Die Ausstellung „Kingdom of the Ill“ nimmt sich Fragen vor, die im Kunstbetrieb oft ausgeblendet werden. Sara Cluggish und Pavel Pyś erklären, wie Aktivismus die Museumswelt verändert, und was es mit der Identitätskrise der Kunstinstitutionen auf sich hat

Von Philipp Hindahl
24.11.2022

Zum Beispiel PAIN: Die Aktivist:innen hatten einen Einfluss auf Institutionen – vielleicht ist das ja ein hoffnungsvoller Ausblick. Wie sehen Sie den die Zukunft von Institutionskritik und Aktivismus?

SC: Wir hoffen, dass Institutionskritik nie verschwindet!

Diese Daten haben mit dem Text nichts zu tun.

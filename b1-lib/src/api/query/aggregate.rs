//! Aggregation for `$apply`.
//!
//! The Service Layer accepts a subset of the OData aggregation extension:
//! `aggregate(Field with op as Alias, ...)` optionally followed by
//! `/groupby((Field1,Field2))`.
//!
//! # Example
//!
//! ```
//! use b1_lib::api::query::{apply_clause, AggregateDescriptor, AggregateOp};
//!
//! let total = AggregateDescriptor::new("DocTotal", AggregateOp::Sum).alias("Total");
//! assert_eq!(
//!     apply_clause(&[total], &["CardCode"]).as_deref(),
//!     Some("aggregate(DocTotal with sum as Total)/groupby((CardCode))")
//! );
//! ```

/// The type of aggregation to perform.
#[derive(Debug, Clone, Copy, PartialEq, Eq)]
pub enum AggregateOp {
    /// Sum of numeric values.
    Sum,
    /// Average of numeric values.
    Average,
    /// Maximum value.
    Max,
    /// Minimum value.
    Min,
    /// Count of values.
    Count,
    /// Count of distinct values.
    CountDistinct,
}

impl AggregateOp {
    /// Returns the `$apply` keyword.
    pub fn as_str(&self) -> &'static str {
        match self {
            AggregateOp::Sum => "sum",
            AggregateOp::Average => "average",
            AggregateOp::Max => "max",
            AggregateOp::Min => "min",
            AggregateOp::Count => "count",
            AggregateOp::CountDistinct => "countdistinct",
        }
    }
}

/// One aggregate operation: target field, operation and result name.
#[derive(Debug, Clone, PartialEq, Eq)]
pub struct AggregateDescriptor {
    /// The field to aggregate.
    pub field: String,
    /// The aggregation type.
    pub op: AggregateOp,
    /// The result field name; defaults to the target field name.
    pub alias: Option<String>,
}

impl AggregateDescriptor {
    /// Creates an aggregate whose result keeps the field name.
    pub fn new(field: impl Into<String>, op: AggregateOp) -> Self {
        Self {
            field: field.into(),
            op,
            alias: None,
        }
    }

    /// Sets the result field name.
    pub fn alias(mut self, alias: impl Into<String>) -> Self {
        self.alias = Some(alias.into());
        self
    }

    /// Returns the result field name.
    pub fn result_name(&self) -> &str {
        self.alias.as_deref().unwrap_or(&self.field)
    }
}

impl std::fmt::Display for AggregateDescriptor {
    fn fmt(&self, f: &mut std::fmt::Formatter<'_>) -> std::fmt::Result {
        write!(
            f,
            "{} with {} as {}",
            self.field,
            self.op.as_str(),
            self.result_name()
        )
    }
}

/// Builds the `$apply` value.
///
/// Aggregates always come before the group-by clause. Returns `None` when
/// both are empty.
pub fn apply_clause<S: AsRef<str>>(
    aggregates: &[AggregateDescriptor],
    group_by: &[S],
) -> Option<String> {
    let aggregates: Vec<_> = aggregates.iter().map(ToString::to_string).collect();
    join_apply(&aggregates, group_by)
}

/// Joins already-rendered aggregate terms and group-by members into an
/// `$apply` value.
pub(crate) fn join_apply<A: AsRef<str>, G: AsRef<str>>(
    aggregates: &[A],
    group_by: &[G],
) -> Option<String> {
    let aggregate = (!aggregates.is_empty()).then(|| {
        let parts: Vec<_> = aggregates.iter().map(AsRef::as_ref).collect();
        format!("aggregate({})", parts.join(","))
    });
    let group_by = (!group_by.is_empty()).then(|| {
        let parts: Vec<_> = group_by.iter().map(AsRef::as_ref).collect();
        format!("groupby(({}))", parts.join(","))
    });

    match (aggregate, group_by) {
        (Some(aggregate), Some(group_by)) => Some(format!("{}/{}", aggregate, group_by)),
        (Some(aggregate), None) => Some(aggregate),
        (None, Some(group_by)) => Some(group_by),
        (None, None) => None,
    }
}

#[cfg(test)]
mod tests {
    use super::*;

    #[test]
    fn test_operation_keywords() {
        let ops = [
            (AggregateOp::Sum, "sum"),
            (AggregateOp::Average, "average"),
            (AggregateOp::Max, "max"),
            (AggregateOp::Min, "min"),
            (AggregateOp::Count, "count"),
            (AggregateOp::CountDistinct, "countdistinct"),
        ];
        for (op, keyword) in ops {
            assert_eq!(op.as_str(), keyword);
        }
    }

    #[test]
    fn test_alias_defaults_to_field() {
        let agg = AggregateDescriptor::new("Quantity", AggregateOp::Max);
        assert_eq!(agg.to_string(), "Quantity with max as Quantity");
    }

    #[test]
    fn test_apply_sides() {
        let aggs = [
            AggregateDescriptor::new("DocTotal", AggregateOp::Sum).alias("Total"),
            AggregateDescriptor::new("DocEntry", AggregateOp::Count).alias("Orders"),
        ];
        let none: [&str; 0] = [];

        assert_eq!(
            apply_clause(&aggs, &none).as_deref(),
            Some("aggregate(DocTotal with sum as Total,DocEntry with count as Orders)")
        );
        assert_eq!(
            apply_clause(&[], &["CardCode", "DocDate"]).as_deref(),
            Some("groupby((CardCode,DocDate))")
        );
        assert_eq!(apply_clause(&[], &none), None);
    }

    #[test]
    fn test_rendered_terms_join_like_descriptors() {
        let agg = AggregateDescriptor::new("DocTotal", AggregateOp::Sum).alias("Total");
        assert_eq!(
            join_apply(&["DocTotal with sum as Total"], &["CardCode"]),
            apply_clause(&[agg], &["CardCode"])
        );
    }
}
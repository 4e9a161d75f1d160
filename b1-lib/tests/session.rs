//! Integration tests against a live Service Layer.
//!
//! These tests need a reachable server and are ignored by default. To run
//! them, create a `.env` file in the b1-lib directory with:
//!
//! ```env
//! B1_URL=https://sap.example.com:50000/b1s/v2/
//! B1_COMPANY_DB=SBODEMOUS
//! B1_USERNAME=manager
//! B1_PASSWORD=your-password
//! ```
//!
//! Then run: `cargo test -p b1-lib -- --ignored`

use std::env;

use b1_lib::B1Client;
use b1_lib::auth::Credentials;
use b1_lib::error::ApiError;
use b1_lib::error::AuthError;
use b1_lib::error::Error;
use b1_lib::model::BusinessPartner;
use b1_lib::model::Entity;
use tokio_util::sync::CancellationToken;

fn load_client() -> Option<B1Client> {
    let _ = dotenvy::dotenv();

    let url = env::var("B1_URL").ok()?;
    let credentials = Credentials::from_env().ok()?;

    B1Client::builder()
        .url(url)
        .credentials(credentials)
        .build()
        .ok()
}

#[tokio::test]
#[ignore = "requires a live Service Layer in .env"]
async fn test_login_and_logout() {
    let client = load_client().expect("Missing required environment variables. See module docs.");

    let session = client.login().await.expect("Login failed");
    assert!(!session.session_id.is_empty());
    assert!(!session.is_expired());
    println!("Service Layer version {}", session.version);

    client.logout().await.expect("Logout failed");
    assert!(client.session().await.is_none());
}

#[tokio::test]
#[ignore = "requires a live Service Layer in .env"]
async fn test_wrong_password_is_rejected() {
    let _ = dotenvy::dotenv();
    let url = env::var("B1_URL").expect("B1_URL not set");
    let company_db = env::var("B1_COMPANY_DB").expect("B1_COMPANY_DB not set");

    let client = B1Client::builder()
        .url(url)
        .credentials(Credentials::new(company_db, "manager", "definitely-wrong"))
        .build()
        .unwrap();

    let error = client.login().await.unwrap_err();
    assert!(matches!(
        error,
        Error::Auth(AuthError::InvalidCredentials | AuthError::Rejected { .. })
    ));
}

#[tokio::test]
#[ignore = "requires a live Service Layer in .env"]
async fn test_query_customers() {
    let client = load_client().expect("Missing required environment variables. See module docs.");
    let bp = BusinessPartner::fields();

    let customers = client
        .query::<BusinessPartner>()
        .filter(bp.card_type.eq(b1_lib::model::BoCardTypes::Customer))
        .order_by(bp.card_code)
        .take(5)
        .to_list()
        .await
        .expect("Query failed");
    assert!(customers.len() <= 5);

    let total = client
        .query::<BusinessPartner>()
        .count()
        .await
        .expect("Count failed");
    assert!(total >= customers.len() as u64);
}

#[tokio::test]
#[ignore = "requires a live Service Layer in .env"]
async fn test_find_missing_partner() {
    let client = load_client().expect("Missing required environment variables. See module docs.");

    let found = client
        .find::<BusinessPartner>("NO-SUCH-CARD-CODE")
        .await
        .expect("Find failed");
    assert!(found.is_none());
}

#[tokio::test]
#[ignore = "requires a live Service Layer in .env"]
async fn test_server_rejects_unknown_field() {
    let client = load_client().expect("Missing required environment variables. See module docs.");

    let error = client
        .resource("BusinessPartners")
        .select("NoSuchField")
        .execute::<serde_json::Value>()
        .await
        .unwrap_err();
    assert!(error.is_remote());
    if let Error::Api(api) = &error {
        assert!(matches!(api, ApiError::Http { .. }));
        println!("Server said: {:?}", api.detail());
    }
}

#[tokio::test]
#[ignore = "requires a live Service Layer in .env"]
async fn test_cancelled_query() {
    let client = load_client().expect("Missing required environment variables. See module docs.");
    let cancel = CancellationToken::new();
    cancel.cancel();

    let result = client
        .query::<BusinessPartner>()
        .cancel_on(cancel)
        .to_list()
        .await;
    assert!(matches!(result, Err(Error::Cancelled)));
}
//! Test entities.

use serde::Deserialize;

use super::Field;
use crate::model::Entity;

#[derive(Debug, Clone, PartialEq, Deserialize)]
#[serde(rename_all = "PascalCase")]
pub struct Order {
    pub doc_entry: i32,
    pub card_code: String,
    pub doc_total: f64,
}

pub struct OrderFields {
    pub doc_entry: Field<Order, i32>,
    pub card_code: Field<Order, String>,
    pub doc_total: Field<Order, f64>,
}

impl Entity for Order {
    const RESOURCE: &'static str = "Orders";
    const FIELDS: &'static [&'static str] = &["DocEntry", "CardCode", "DocTotal"];
    type Fields = OrderFields;

    fn fields() -> OrderFields {
        OrderFields {
            doc_entry: Field::new("DocEntry"),
            card_code: Field::new("CardCode"),
            doc_total: Field::new("DocTotal"),
        }
    }
}

/// An entity that is never registered in the queries that use it.
pub struct Document;

pub struct DocumentFields {
    pub doc_entry: Field<Document, i32>,
}

impl Entity for Document {
    const RESOURCE: &'static str = "Drafts";
    const FIELDS: &'static [&'static str] = &["DocEntry"];
    type Fields = DocumentFields;

    fn fields() -> DocumentFields {
        DocumentFields {
            doc_entry: Field::new("DocEntry"),
        }
    }
}

/// An entity without a resource name.
pub struct Unmapped;

impl Entity for Unmapped {
    const RESOURCE: &'static str = "";
    const FIELDS: &'static [&'static str] = &[];
    type Fields = ();

    fn fields() {}
}
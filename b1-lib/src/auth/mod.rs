//! Authentication

mod credentials;
mod session;

pub use credentials::Credentials;
pub use session::Session;
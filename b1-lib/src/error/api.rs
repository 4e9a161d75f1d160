//! API error types

use std::time::Duration;

use super::ServiceLayerErrorDetail;

/// Errors that can occur during API calls.
#[derive(Debug, thiserror::Error)]
pub enum ApiError {
    /// HTTP error response from the Service Layer.
    #[error("HTTP {status}: {message}")]
    Http {
        /// HTTP status code.
        status: u16,
        /// Error message.
        message: String,
        /// Service Layer error code, if available.
        code: Option<String>,
        /// Parsed error envelope.
        detail: Option<Box<ServiceLayerErrorDetail>>,
    },

    /// Network error during API call.
    #[error("Network error: {0}")]
    Network(#[from] reqwest::Error),

    /// Request timed out.
    #[error("Timeout after {0:?}")]
    Timeout(Duration),

    /// Invalid URL provided.
    #[error("Invalid URL: {0}")]
    InvalidUrl(String),

    /// Failed to parse API response.
    #[error("Response parse error: {message}")]
    Parse {
        /// Description of the parse error.
        message: String,
        /// Raw response body, if available.
        body: Option<String>,
    },
}

impl ApiError {
    /// Creates a new HTTP error.
    pub fn http(status: u16, message: impl Into<String>) -> Self {
        Self::Http {
            status,
            message: message.into(),
            code: None,
            detail: None,
        }
    }

    /// Creates an HTTP error from a raw response body.
    ///
    /// When the body holds a Service Layer error envelope, its code and
    /// message are used; otherwise the body itself becomes the message.
    pub fn from_response_body(status: u16, body: String) -> Self {
        match ServiceLayerErrorDetail::from_body(&body) {
            Some(detail) => Self::Http {
                status,
                message: detail.to_string(),
                code: Some(detail.code.clone()),
                detail: Some(Box::new(detail)),
            },
            None => Self::http(status, body),
        }
    }

    /// Creates a new parse error.
    pub fn parse(message: impl Into<String>) -> Self {
        Self::Parse {
            message: message.into(),
            body: None,
        }
    }

    /// Creates a new parse error with the raw response body.
    pub fn parse_with_body(message: impl Into<String>, body: impl Into<String>) -> Self {
        Self::Parse {
            message: message.into(),
            body: Some(body.into()),
        }
    }

    /// Returns the HTTP status code if this is an HTTP error.
    pub fn status_code(&self) -> Option<u16> {
        match self {
            Self::Http { status, .. } => Some(*status),
            _ => None,
        }
    }

    /// Returns the Service Layer error code if available.
    pub fn error_code(&self) -> Option<&str> {
        match self {
            Self::Http { code, .. } => code.as_deref(),
            _ => None,
        }
    }

    /// Returns the parsed error envelope if available.
    pub fn detail(&self) -> Option<&ServiceLayerErrorDetail> {
        match self {
            Self::Http { detail, .. } => detail.as_deref(),
            _ => None,
        }
    }

    /// Returns `true` if this error is potentially retryable.
    pub fn is_retryable(&self) -> bool {
        match self {
            Self::Http { status, .. } => matches!(status, 500 | 502 | 503 | 504),
            Self::Network(_) => true,
            Self::Timeout(_) => true,
            _ => false,
        }
    }
}

#[cfg(test)]
mod tests {
    use super::*;

    #[test]
    fn test_from_envelope_body() {
        let body = r#"{"error":{"code":-10,"message":{"lang":"en-us","value":"Invalid BP code"}}}"#;
        let error = ApiError::from_response_body(400, body.to_string());
        assert_eq!(error.status_code(), Some(400));
        assert_eq!(error.error_code(), Some("-10"));
        assert_eq!(error.to_string(), "HTTP 400: (-10) Invalid BP code");
        assert!(!error.is_retryable());
    }

    #[test]
    fn test_from_plain_body() {
        let error = ApiError::from_response_body(502, "Bad Gateway".to_string());
        assert_eq!(error.error_code(), None);
        assert!(error.detail().is_none());
        assert!(error.is_retryable());
    }
}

PP: Die klassischen Werke der Institutionskritik können sehr didaktisch sein, wenn sie einfach ein politisches Statement illustrieren. Aber jüngere Künstler*innen gehen die Themen viel abstrakter an.

SC: Dabei sind aber nicht nur Künstler:innen gefordert. Die Museen müssen sich auch bewegen.

Ian Laws Skulptur „There was a body, I was there, was a body“ von 2015. © Courtesy the artist, Foto: Lewis Ronald

Ihre Ausstellung ist Teil der  Reihe „Techno Humanities“, die das Museion als langfristiges Projekt angelegt ist, und die sich um Forschung, Subkultur und Ausstellungen dreht. Wie haben Sie darauf reagiert?

PP: Ursprünglich sind wir mit einem ganz anderen Vorhaben an das Museion herangetreten. „Techno Humanities“ war dann eine Art Filter: mit diesem Fokus auf Technologie, Wirtschaft, Ökologie und den Humanwissenschaften.

SC: Das hat der Schau einen Fokus und eine Struktur gegeben. Aber es gibt natürlich Raum für Fluidität, schließlich sind die Kategorien nicht so ordentlich.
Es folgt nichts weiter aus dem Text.